Et c’est là que le recul du dialogue entre soignant et soigné se fait le plus dangereusement sentir. Car lorsque le patient s’enquiert de son état, il n’attend pas un verdict qu’au demeurant il appréhende, ni un soulagement qui pourrait n’être qu’un répit, mais les conseils lui permettant éventuellement de se prémunir à l’avenir contre d’autres atteintes et d’autres périls. Cette aspiration-là s’accompagne aujourd’hui d’une réelle nostalgie d’un temps où le médecin était un familier, presque un intime, qui se préoccupait de la santé d’une famille, d’un voisinage, d’une communauté. La foule solitaire a eu raison de cette proximité qui était pour une grande part préventive.
Ce passage à l’anonymat s’inscrit évidemment dans une règle générale. Les messageries automatisées des administrations, devenues un réel fléau, confrontent l’individu à des réseaux aveugles dont il ne peut que ressentir douloureusement la robotisation de plus en plus dominante. Mais, une fois encore, le fait médical n’est pas assimilable à une opération financière ou à une réservation de transport. On y gère de l’humain dans ce qu’il a de plus vulnérable. L’homme se définit-il d’ailleurs autrement que par sa fragilité ? Quel que soit le perfectionnement des techniques, il demeure désarmé devant le mal physique. Et ne pourraient vraiment le soulager en l’occurrence que le contact, la relation, l’échange, ce que jadis on avait le front d’appeler la miséricorde. Pour réduire la misère, il vaut mieux, de fait, être encordé…
Il ne s’agit pas ici de faire le procès d’une profession où se constatent certes les mêmes vices qu’ailleurs. La médecine ne peut pas être à l’abri de l’avidité, de la corruption, de l’imposture qui règnent partout. Simplement, ces travers deviennent dans ce cadre plus révoltants encore. En partie en raison d’une démission du corps social dans son ensemble. Aussi étrange qu’il y paraisse, dans une société toute entière asservie à la communication, le malade est plus seul que jamais. Comme si on l’avait parqué dans les hôpitaux pas tellement pour y être mieux soigné — ce qui est bien entendu le cas — mais pour ne plus encombrer ses proches de sa présence.
Reconnaissons que le corps médical est, à l’instar du corps enseignant, investi de responsabilités humaines sans précédent.

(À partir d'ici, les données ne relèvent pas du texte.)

impl<'a> Orchestrator<'a> {
    pub fn new(live: &'a dyn LiveState, max_duration: Duration) -> Self {
        Self { live, max_duration }
    }

    /// Run one operation for `app` from its current `diffs`.
    ///
    /// `live` is the snapshot the diffs were computed from; it is only used
    /// to decide whether the destination namespace already exists.
    pub async fn run(
        &self,
        app: &Application,
        revision: &str,
        diffs: &[ResourceDiff],
        live: &[Resource],
        request: SyncRequest,
        cancel: &CancelToken,
        attempt: u32,
    ) -> OperationReport {
        let mut op = SyncOperation::new(app.name.clone(), request.trigger, revision, request.dry_run);
        op.attempt = attempt;
        let plan = Plan::build(app, diffs, |k| live.iter().any(|r| &r.key == k), &request);

        if cancel.is_cancelled() {
            op.finish(OperationPhase::Terminated, "terminated before start");
            tracing::info!(app = %app.name, "operation terminated while pending");
            return OperationReport {
                operation: op,
                failure: None,
            };
        }

        op.phase = OperationPhase::Running;
        tracing::info!(
            app = %app.name,
            revision,
            trigger = ?request.trigger,
            dry_run = request.dry_run,
            steps = plan.steps.len(),
            prunes = plan.prunes.len(),
            "sync operation running"
        );

        for (key, reason) in &plan.skipped_prunes {
            op.resources.push(ResourceResult {
                key: key.clone(),
                action: ResourceAction::Prune,
                outcome: ResourceOutcome::PruneSkipped {
                    reason: reason.clone(),
                },
                attempts: 0,
            });
        }

        if request.dry_run {
            for (key, action) in plan.planned_keys() {
                let outcome = if action == ResourceAction::Prune {
                    ResourceOutcome::WouldPrune
                } else {
                    ResourceOutcome::WouldApply
                };
                op.resources.push(ResourceResult {
                    key,
                    action,
                    outcome,
                    attempts: 0,
                });
            }
            let message = format!(
                "dry run: {} to apply, {} to prune",
                plan.steps.iter().map(|s| s.actions.len()).sum::<usize>(),
                plan.prunes.len()
            );
            op.finish(OperationPhase::Succeeded, message);
            return OperationReport {
                operation: op,
                failure: None,
            };
        }

        let deadline = Instant::now() + self.max_duration;
        let mut interrupt = None;
        let mut applies_ok = true;

        for step in &plan.steps {
            if let Some(i) = self.interrupted(cancel, deadline) {
                interrupt = Some(i);
                applies_ok = false;
                break;
            }
            tracing::debug!(app = %app.name, tier = step.tier, wave = step.wave, count = step.actions.len(), "applying step");
            let results = join_all(
                step.actions
                    .iter()
                    .map(|a| self.apply_with_retry(app, a, cancel, deadline)),
            )
            .await;
            let mut step_failed = false;
            for (result, i) in results {
                step_failed |= result.outcome.is_failed();
                op.resources.push(result);
                interrupt = interrupt.or(i);
            }
            if interrupt.is_some() || step_failed {
                applies_ok = false;
                break;
            }
        }

        if applies_ok {
            for key in &plan.prunes {
                if let Some(i) = self.interrupted(cancel, deadline) {
                    interrupt = Some(i);
                    break;
                }
                let (result, i) = self.prune_with_retry(app, key, cancel, deadline).await;
                op.resources.push(result);
                if i.is_some() {
                    interrupt = i;
                    break;
                }
            }
        }

        // Everything planned but never attempted.
        let attempted: Vec<ResourceKey> = op.resources.iter().map(|r| r.key.clone()).collect();
        let skip_reason = match interrupt {
            Some(Interrupt::Cancelled) => "operation terminated",
            Some(Interrupt::TimedOut) => "operation timed out",
            None => "earlier step failed",
        };
        for (key, action) in plan.planned_keys() {
            if !attempted.contains(&key) {
                op.resources.push(ResourceResult {
                    key,
                    action,
                    outcome: ResourceOutcome::Skipped {
                        reason: skip_reason.to_string(),
                    },
                    attempts: 0,
                });
            }
        }

        self.conclude(app, op, interrupt)
    }

    fn conclude(&self, app: &Application, mut op: SyncOperation, interrupt: Option<Interrupt>) -> OperationReport {
        let failed = op.failed_resources();
        let exhausted = op.resources.iter().any(|r| {
            matches!(
                r.outcome,
                ResourceOutcome::Failed {
                    retryable: true,
                    ..
                }
            )
        });

        let failure = match interrupt {
            Some(Interrupt::Cancelled) => {
                op.finish(OperationPhase::Terminated, "operation terminated by request");
                None
            }
            Some(Interrupt::TimedOut) => {
                let err = SyncError::Timeout {
                    app: app.name.clone(),
                    limit: self.max_duration,
                };
                op.finish(OperationPhase::Error, err.to_string());
                let mut failure = err.to_failure();
                failure.resources = failed;
                Some(failure)
            }
            None if failed.is_empty() => {
                op.finish(OperationPhase::Succeeded, "successfully synced");
                None
            }
            None => {
                let (phase, message) = if exhausted {
                    (OperationPhase::Error, "retry budget exhausted")
                } else {
                    (OperationPhase::Failed, "one or more resources failed to sync")
                };
                let detail = op
                    .resources
                    .iter()
                    .filter_map(|r| match &r.outcome {
                        ResourceOutcome::Failed { reason, .. } => Some(format!("{}: {reason}", r.key)),
                        _ => None,
                    })
                    .collect::<Vec<_>>()
                    .join("; ");
                let message = format!("{message}: {detail}");
                op.finish(phase, message.clone());
                Some(StatusFailure {
                    kind: FailureKind::Apply,
                    message,
                    resources: failed,
                })
            }
        };

        tracing::info!(
            app = %app.name,
            phase = %op.phase,
            message = %op.message,
            "sync operation finished"
        );
        OperationReport {
            operation: op,
            failure,
        }
    }

    fn interrupted(&self, cancel: &CancelToken, deadline: Instant) -> Option<Interrupt> {
        if cancel.is_cancelled() {
            Some(Interrupt::Cancelled)
        } else if Instant::now() >= deadline {
            Some(Interrupt::TimedOut)
        } else {
            None
        }
    }

    async fn apply_with_retry(
        &self,
        app: &Application,
        planned: &PlannedApply,
        cancel: &CancelToken,
        deadline: Instant,
    ) -> (ResourceResult, Option<Interrupt>) {
        let dest = &app.destination;
        let resource = &planned.resource;
        let (outcome, attempts, interrupt) = self
            .with_retry(app, &resource.key, cancel, deadline, || async move {
                if planned.action == ResourceAction::Recreate {
                    self.live.delete(dest, &resource.key).await?;
                }
                self.live.apply(dest, resource).await
            })
            .await;
        let outcome = outcome.unwrap_or(ResourceOutcome::Synced);
        (
            ResourceResult {
                key: resource.key.clone(),
                action: planned.action,
                outcome,
                attempts,
            },
            interrupt,
        )
    }

    async fn prune_with_retry(
        &self,
        app: &Application,
        key: &ResourceKey,
        cancel: &CancelToken,
        deadline: Instant,
    ) -> (ResourceResult, Option<Interrupt>) {
        let dest = &app.destination;
        let (outcome, attempts, interrupt) = self
            .with_retry(app, key, cancel, deadline, || self.live.delete(dest, key))
            .await;
        if outcome.is_none() {
            tracing::info!(app = %app.name, resource = %key, "pruned");
        }
        (
            ResourceResult {
                key: key.clone(),
                action: ResourceAction::Prune,
                outcome: outcome.unwrap_or(ResourceOutcome::Pruned),
                attempts,
            },
            interrupt,
        )
    }

    /// Call `op` until it succeeds, fails permanently, or the retry budget
    /// runs out. Returns `None` as the outcome on success.
    async fn with_retry<F, Fut>(
        &self,
        app: &Application,
        key: &ResourceKey,
        cancel: &CancelToken,
        deadline: Instant,
        mut call: F,
    ) -> (Option<ResourceOutcome>, u32, Option<Interrupt>)
    where
        F: FnMut() -> Fut,
        Fut: std::future::Future<Output = Result<(), rudder_core::ApplyError>>,
    {
        let policy = &app.sync_policy.retry;
        let mut attempts = 0;
        loop {
            attempts += 1;
            let err = match call().await {
                Ok(()) => return (None, attempts, None),
                Err(err) => err,
            };
            let failed = |retryable| ResourceOutcome::Failed {
                reason: err.to_string(),
                retryable,
            };
            if !err.is_retryable() {
                tracing::warn!(app = %app.name, resource = %key, error = %err, "resource rejected");
                return (Some(failed(false)), attempts, None);
            }
            let retry = attempts;
            if retry > policy.limit {
                tracing::warn!(app = %app.name, resource = %key, attempts, error = %err, "retries exhausted");
                return (Some(failed(true)), attempts, None);
            }
            if let Some(i) = self.interrupted(cancel, deadline) {
                return (Some(failed(true)), attempts, Some(i));
            }
            let delay = policy.delay_for(retry);
            tracing::info!(app = %app.name, resource = %key, retry, ?delay, error = %err, "transient failure, backing off");
            let wake = Instant::now() + delay;
            if wake >= deadline {
                tokio::time::sleep_until(deadline).await;
                return (Some(failed(true)), attempts, Some(Interrupt::TimedOut));
            }
            tokio::time::sleep_until(wake).await;
            if let Some(i) = self.interrupted(cancel, deadline) {
                return (Some(failed(true)), attempts, Some(i));
            }
        }
    }
}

On n’a jamais autant attendu des pédagogues d’être des éducateurs qu’aujourd’hui, dès lors que les familles, atomisées et aliénées par les médias, n’assument plus que rarement leurs responsabilités en la matière. Il en va de même de l’assistance aux malades, confiée aux professionnels alors qu’elle devrait prioritairement relever de l’attention de l’entourage.
On le voit : une fois encore, la dénonciation d’une dérive sectorielle renvoie à un malaise plus largement répandu, qui affecte la société tout entière. Et l’on en vient à renverser la proposition : une civilisation qui a cessé de regarder la maladie et la mort en face n’est-elle pas elle-même atteinte d’un trouble profond ? Et comment pourrait-elle remédier à cette lacune abyssale ? N’est-ce pas ce que le grand chambardement où nous sommes nous forcera nécessairement de faire ? Cela donnerait quelque sens à la déréliction ambiante. Car ce qui est grave, même très grave, n’est pas nécessairement fatal.